### The task
Return the full set of records, matching them character for character.

★ ★ ★ ★ ★ ★ ★

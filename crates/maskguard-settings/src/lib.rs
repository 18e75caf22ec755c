//! Config parsing and path/scope resolution.
//!
//! This crate is intentionally IO-free: it parses and resolves configuration provided as strings.

#![forbid(unsafe_code)]

mod model;
mod resolve;

pub use model::{AuditConfig, MaskguardConfigV1, PathsConfig, ProjectConfig};
pub use resolve::{Overrides, ResolvedConfig, ResolvedPaths};

/// Parse `maskguard.toml` (or equivalent) into a typed model.
pub fn parse_config_toml(input: &str) -> anyhow::Result<MaskguardConfigV1> {
    let cfg: MaskguardConfigV1 = toml::from_str(input)?;
    Ok(cfg)
}

/// Resolve the effective config (defaults + config file + overrides), once per run.
pub fn resolve_config(
    cfg: MaskguardConfigV1,
    overrides: Overrides,
) -> anyhow::Result<ResolvedConfig> {
    resolve::resolve_config(cfg, overrides)
}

★ ★ ★ ★ ★ ★ ★

### Task output
filename crates/maskguard-settings/src/lib.rs
repository 18e75caf22ec755c
//! Config parsing and path/scope resolution.
//!
//! This crate is intentionally IO-free: it parses and resolves configuration provided as strings.

#![forbid(unsafe_code)]

mod model;
mod resolve;

pub use model::{AuditConfig, MaskguardConfigV1, PathsConfig, ProjectConfig};
pub use resolve::{Overrides, ResolvedConfig, ResolvedPaths};

/// Parse `maskguard.toml` (or equivalent) into a typed model.
pub fn parse_config_toml(input: &str) -> anyhow::Result<MaskguardConfigV1> {
    let cfg: MaskguardConfigV1 = toml::from_str(input)?;
    Ok(cfg)
}

/// Resolve the effective config (defaults + config file + overrides), once per run.
pub fn resolve_config(
    cfg: MaskguardConfigV1,
    overrides: Overrides,
) -> anyhow::Result<ResolvedConfig> {
    resolve::resolve_config(cfg, overrides)
}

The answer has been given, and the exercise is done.